Referring to fig. 12, in some embodiments, the lower liquid channel 2112 further has a liquid inlet 2116 opposite to the liquid outlet 2113, and the air outlet channel 2115 has an air outlet 2117 remote from the accommodating chamber 2111, and the liquid inlet 2116 and the air outlet 2117 are located at the same height. Thus, the mount 21 is easy to manufacture and mold, and the manufacturing cost of the mount 21 can be reduced.

Referring to fig. 7, in some embodiments, the height of the inlet 2116 is lower than the height of the outlet 2117. In this way, the liquid inlet 2116 is lower, the liquid outlet channel 2112 is shorter, so that atomized liquid can reach the heating component 22 faster, and sufficient liquid supply of the heating component 22 is ensured.

In certain embodiments, the viscosity of the atomized liquid is greater than 10000cps. It should be noted that the viscosity of the atomized liquid as used herein refers to the viscosity of the atomized liquid at ordinary temperature (25 ℃). In the embodiment of the application, the viscosity measurement method is as follows: GBT 17473.5-1998 thick film microelectronics was viscometric using noble metal paste testing.

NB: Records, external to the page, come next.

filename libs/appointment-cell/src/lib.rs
pub mod handlers;
pub mod models;
pub mod router;
pub mod services;

pub use models::*;
pub use services::*;
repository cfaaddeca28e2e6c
//! Weekly availability resolution.
//!
//! A doctor declares recurring weekdays and a list of time ranges. The booking
//! flow turns the weekdays into concrete upcoming dates and, for a chosen date,
//! offers the declared start times that are not already booked.
//!
//! Everything here is pure; loading the doctor row and the booked appointments
//! happens in [`super::availability::AvailabilityService`].

use std::collections::HashSet;
use std::fmt;
use std::str::FromStr;

use chrono::{Datelike, Local, NaiveDate, NaiveTime, Timelike, Weekday};
use serde::{Deserialize, Deserializer, Serialize, Serializer};
use thiserror::Error;
use tracing::warn;

#[derive(Debug, Clone, PartialEq, Eq, Error, Serialize)]
pub enum ScheduleError {
    #[error("Invalid weekday: '{0}'")]
    InvalidWeekday(String),

    #[error("Invalid time: '{0}'")]
    InvalidTime(String),

    #[error("Invalid time slot: '{0}'")]
    InvalidSlotRange(String),
}

// ==============================================================================
// WEEKDAYS
// ==============================================================================

/// Parses a weekday name, ignoring case and surrounding whitespace.
/// Accepts full English names and three-letter abbreviations.
pub fn parse_weekday(raw: &str) -> Result<Weekday, ScheduleError> {
    match raw.trim().to_ascii_lowercase().as_str() {
        "monday" | "mon" => Ok(Weekday::Mon),
        "tuesday" | "tue" => Ok(Weekday::Tue),
        "wednesday" | "wed" => Ok(Weekday::Wed),
        "thursday" | "thu" => Ok(Weekday::Thu),
        "friday" | "fri" => Ok(Weekday::Fri),
        "saturday" | "sat" => Ok(Weekday::Sat),
        "sunday" | "sun" => Ok(Weekday::Sun),
        _ => Err(ScheduleError::InvalidWeekday(raw.to_string())),
    }
}

/// Lower-case storage name for a weekday.
pub fn weekday_name(day: Weekday) -> &'static str {
    match day {
        Weekday::Mon => "monday",
        Weekday::Tue => "tuesday",
        Weekday::Wed => "wednesday",
        Weekday::Thu => "thursday",
        Weekday::Fri => "friday",
        Weekday::Sat => "saturday",
        Weekday::Sun => "sunday",
    }
}

// ==============================================================================
// TIME OF DAY
// ==============================================================================

/// Wall-clock time of a slot, minute precision, no timezone.
///
/// Parses both the 12-hour display form (`"9:00 AM"`) and the 24-hour storage
/// form (`"09:00:00"`, `"09:00"`, `"09:00:00.000"`). Displays and serializes
/// as the 12-hour form.
#[derive(Debug, Clone, Copy, PartialEq, Eq, Hash, PartialOrd, Ord)]
pub struct SlotTime(NaiveTime);

impl SlotTime {
    pub fn from_hm(hour: u32, minute: u32) -> Option<Self> {
        NaiveTime::from_hms_opt(hour, minute, 0).map(SlotTime)
    }

    pub fn from_naive_time(time: NaiveTime) -> Self {
        // seconds are dropped so stored times compare equal to declared ones
        SlotTime(time.with_second(0).and_then(|t| t.with_nanosecond(0)).unwrap_or(time))
    }

    /// `"HH:MM:SS"`
    pub fn to_24h(&self) -> String {
        self.0.format("%H:%M:%S").to_string()
    }

    /// `"H:MM AM/PM"`
    pub fn to_ampm(&self) -> String {
        let hour = self.0.hour();
        let suffix = if hour >= 12 { "PM" } else { "AM" };
        let display_hour = if hour % 12 == 0 { 12 } else { hour % 12 };
        format!("{}:{:02} {}", display_hour, self.0.minute(), suffix)
    }

    fn parse_ampm(body: &str, pm: bool, raw: &str) -> Result<Self, ScheduleError> {
        let invalid = || ScheduleError::InvalidTime(raw.to_string());

        let (hour_str, minute_str) = match body.split_once(':') {
            Some((h, m)) => (h.trim(), m.trim()),
            None => (body.trim(), "0"),
        };
        let hour = parse_time_part(hour_str).ok_or_else(invalid)?;
        let minute = parse_time_part(minute_str).ok_or_else(invalid)?;

        if !(1..=12).contains(&hour) {
            return Err(invalid());
        }

        let hour24 = match (hour, pm) {
            (12, false) => 0,
            (12, true) => 12,
            (h, false) => h,
            (h, true) => h + 12,
        };

        Self::from_hm(hour24, minute).ok_or_else(invalid)
    }

    fn parse_24h(body: &str, raw: &str) -> Result<Self, ScheduleError> {
        let invalid = || ScheduleError::InvalidTime(raw.to_string());

        // "HH:MM:SS.ffffff" as produced by some serializers
        let body = body.split('.').next().unwrap_or(body);
        let mut parts = body.split(':');

        let hour = parts.next().and_then(parse_time_part).ok_or_else(invalid)?;
        let minute = parts.next().and_then(parse_time_part).ok_or_else(invalid)?;
        let second = match parts.next() {
            Some(s) => parse_time_part(s).ok_or_else(invalid)?,
            None => 0,
        };
        if parts.next().is_some() {
            return Err(invalid());
        }

        NaiveTime::from_hms_opt(hour, minute, second)
            .map(Self::from_naive_time)
            .ok_or_else(invalid)
    }
}

/// One or two ASCII digits; rejects signs and other forms `u32` would accept.
fn parse_time_part(part: &str) -> Option<u32> {
    let part = part.trim();
    if part.is_empty() || part.len() > 2 || !part.bytes().all(|b| b.is_ascii_digit()) {
        return None;
    }
    part.parse().ok()
}

impl FromStr for SlotTime {
    type Err = ScheduleError;

    fn from_str(raw: &str) -> Result<Self, Self::Err> {
        let trimmed = raw.trim();
        if trimmed.len() >= 2 && trimmed.is_char_boundary(trimmed.len() - 2) {
            let (body, suffix) = trimmed.split_at(trimmed.len() - 2);
            if suffix.eq_ignore_ascii_case("am") {
                return Self::parse_ampm(body.trim(), false, raw);
            }
            if suffix.eq_ignore_ascii_case("pm") {
                return Self::parse_ampm(body.trim(), true, raw);
            }
        }
        Self::parse_24h(trimmed, raw)
    }
}

impl fmt::Display for SlotTime {
    fn fmt(&self, f: &mut fmt::Formatter<'_>) -> fmt::Result {
        f.write_str(&self.to_ampm())
    }
}

impl Serialize for SlotTime {
    fn serialize<S: Serializer>(&self, serializer: S) -> Result<S::Ok, S::Error> {
        serializer.serialize_str(&self.to_ampm())
    }
}

impl<'de> Deserialize<'de> for SlotTime {
    fn deserialize<D: Deserializer<'de>>(deserializer: D) -> Result<Self, D::Error> {
        let raw = String::deserialize(deserializer)?;
        raw.parse().map_err(serde::de::Error::custom)
    }
}

/// `"13:05:00"` → `"1:05 PM"`
pub fn time24_to_ampm(time24: &str) -> Result<String, ScheduleError> {
    time24.parse::<SlotTime>().map(|t| t.to_ampm())
}

/// `"1:05 PM"` → `"13:05:00"`
pub fn ampm_to_time24(ampm: &str) -> Result<String, ScheduleError> {
    ampm.parse::<SlotTime>().map(|t| t.to_24h())
}

// ==============================================================================
// DECLARED RANGES
// ==============================================================================

/// A declared consultation opening such as `"9:00 AM - 10:00 AM"`.
/// Only the start is bookable; the end is kept for display and validation.
#[derive(Debug, Clone, Copy, PartialEq, Eq)]
pub struct SlotRange {
    pub start: SlotTime,
    pub end: Option<SlotTime>,
}

impl FromStr for SlotRange {
    type Err = ScheduleError;

    fn from_str(raw: &str) -> Result<Self, Self::Err> {
        let invalid = || ScheduleError::InvalidSlotRange(raw.to_string());

        let (start_part, end_part) = match raw.split_once('-') {
            Some((start, end)) => (start, Some(end)),
            None => (raw, None),
        };

        let start: SlotTime = start_part.parse().map_err(|_| invalid())?;
        let end = match end_part.map(str::trim).filter(|e| !e.is_empty()) {
            Some(end) => Some(end.parse::<SlotTime>().map_err(|_| invalid())?),
            None => None,
        };

        if let Some(end) = end {
            if end <= start {
                return Err(invalid());
            }
        }

        Ok(SlotRange { start, end })
    }
}

impl fmt::Display for SlotRange {
    fn fmt(&self, f: &mut fmt::Formatter<'_>) -> fmt::Result {
        match self.end {
            Some(end) => write!(f, "{} - {}", self.start, end),
            None => write!(f, "{}", self.start),
        }
    }
}

// ==============================================================================
// DOCTOR AVAILABILITY
// ==============================================================================

/// Typed form of a doctor's `available_days` / `available_time_slots` columns.
#[derive(Debug, Clone, Default, PartialEq)]
pub struct DoctorAvailability {
    pub days: HashSet<Weekday>,
    pub slots: Vec<SlotRange>,
}

impl DoctorAvailability {
    /// Rejects the first weekday or slot that fails to parse.
    pub fn parse_strict<D, S>(days: &[D], slots: &[S]) -> Result<Self, ScheduleError>
    where
        D: AsRef<str>,
        S: AsRef<str>,
    {
        let days = days
            .iter()
            .map(|d| parse_weekday(d.as_ref()))
            .collect::<Result<HashSet<_>, _>>()?;
        let slots = slots
            .iter()
            .map(|s| s.as_ref().parse::<SlotRange>())
            .collect::<Result<Vec<_>, _>>()?;

        Ok(Self { days, slots })
    }

    /// Skips entries that fail to parse, logging each one.
    pub fn parse_lenient<D, S>(days: &[D], slots: &[S]) -> Self
    where
        D: AsRef<str>,
        S: AsRef<str>,
    {
        let days = days
            .iter()
            .filter_map(|d| match parse_weekday(d.as_ref()) {
                Ok(day) => Some(day),
                Err(e) => {
                    warn!("Skipping stored availability day: {}", e);
                    None
                }
            })
            .collect();
        let slots = slots
            .iter()
            .filter_map(|s| match s.as_ref().parse::<SlotRange>() {
                Ok(range) => Some(range),
                Err(e) => {
                    warn!("Skipping stored availability slot: {}", e);
                    None
                }
            })
            .collect();

        Self { days, slots }
    }

    pub fn is_empty(&self) -> bool {
        self.days.is_empty() || self.slots.is_empty()
    }

    pub fn offers(&self, date: NaiveDate) -> bool {
        self.days.contains(&date.weekday())
    }

    /// Weekday names in calendar order starting Monday, for storage.
    pub fn day_names(&self) -> Vec<String> {
        let mut days: Vec<Weekday> = self.days.iter().copied().collect();
        days.sort_by_key(|d| d.num_days_from_monday());
        days.into_iter().map(|d| weekday_name(d).to_string()).collect()
    }

    pub fn slot_labels(&self) -> Vec<String> {
        self.slots.iter().map(ToString::to_string).collect()
    }
}

// ==============================================================================
// RESOLUTION
// ==============================================================================

/// Walks forward from `from` over `window_days` calendar days, collecting each
/// date whose weekday is in `days`, and stops after `count` dates.
pub fn expand_weekdays_to_dates(
    days: &HashSet<Weekday>,
    from: NaiveDate,
    count: usize,
    window_days: u32,
) -> Vec<NaiveDate> {
    if days.is_empty() || count == 0 {
        return Vec::new();
    }

    from.iter_days()
        .take(window_days as usize)
        .filter(|date| days.contains(&date.weekday()))
        .take(count)
        .collect()
}

/// [`expand_weekdays_to_dates`] starting from today's local date.
pub fn upcoming_dates(days: &HashSet<Weekday>, count: usize, window_days: u32) -> Vec<NaiveDate> {
    expand_weekdays_to_dates(days, Local::now().date_naive(), count, window_days)
}

/// Declared start times that are not booked, in declared order.
pub fn resolve_bookable_slots(declared: &[SlotRange], booked: &[SlotTime]) -> Vec<SlotTime> {
    let booked: HashSet<SlotTime> = booked.iter().copied().collect();
    let mut offered = HashSet::new();

    declared
        .iter()
        .map(|range| range.start)
        .filter(|start| !booked.contains(start) && offered.insert(*start))
        .collect()
}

Referring to fig. 13 and 14, in some embodiments, the heat generating component 22 includes a heat generating element 221 and a hard liquid guiding element 222, the heat generating element 221 includes a substrate 2213 and a heat generating film 2214 disposed on the substrate 2213, and the heat generating film 2214 is used for converting electric energy into heat energy. The hard liquid guide 222 is attached to the base 2213 and has a plurality of liquid guide holes 2221, the liquid guide holes 2221 open to the heat generating element 221 to guide the atomized liquid to the heat generating element 221, and the material of the hard liquid guide 222 is different from the material of the base 2213.

In the related art, cotton materials are generally used as a liquid guiding member for guiding the atomized liquid of the liquid storage chamber to the heat generating member of the atomizing core because of their excellent liquid absorbing ability. However, the liquid-guiding cotton is excessively deformed, for example, expanded in thickness, due to the immersion of the atomized liquid, so that the thickness of the liquid-guiding cotton is not uniform, which affects the liquid-guiding effect of the liquid-guiding cotton. Therefore, in order to prevent the liquid guide cotton from deforming, the liquid guide cotton is provided with a cotton pressing piece, and the cotton pressing piece presses the liquid guide cotton to enable the liquid guide cotton to be flatter and more uniform in thickness. However, the cotton pressing member increases the number of elements of the atomizing device, and increases the complexity and cost of the assembling process of the atomizing device.

In the heating component 22 of the embodiment of the present application, the plurality of liquid guide holes 2221 of the hard liquid guide holes 2221 can stabilize the flow rate of the atomized liquid, so that the atomized liquid can flow onto the heating element 221 relatively uniformly through the liquid guide holes 2221 to be atomized by the heating element 221, and the atomization uniformity of the heating component 22 is improved. In addition, the rigid liquid guide 222 is not easy to deform, so that the flow rate of the atomized liquid can be further stabilized, and additional parts are not required to be added, so that the complexity of the assembly process and the manufacturing cost of the atomizing device 100 are reduced.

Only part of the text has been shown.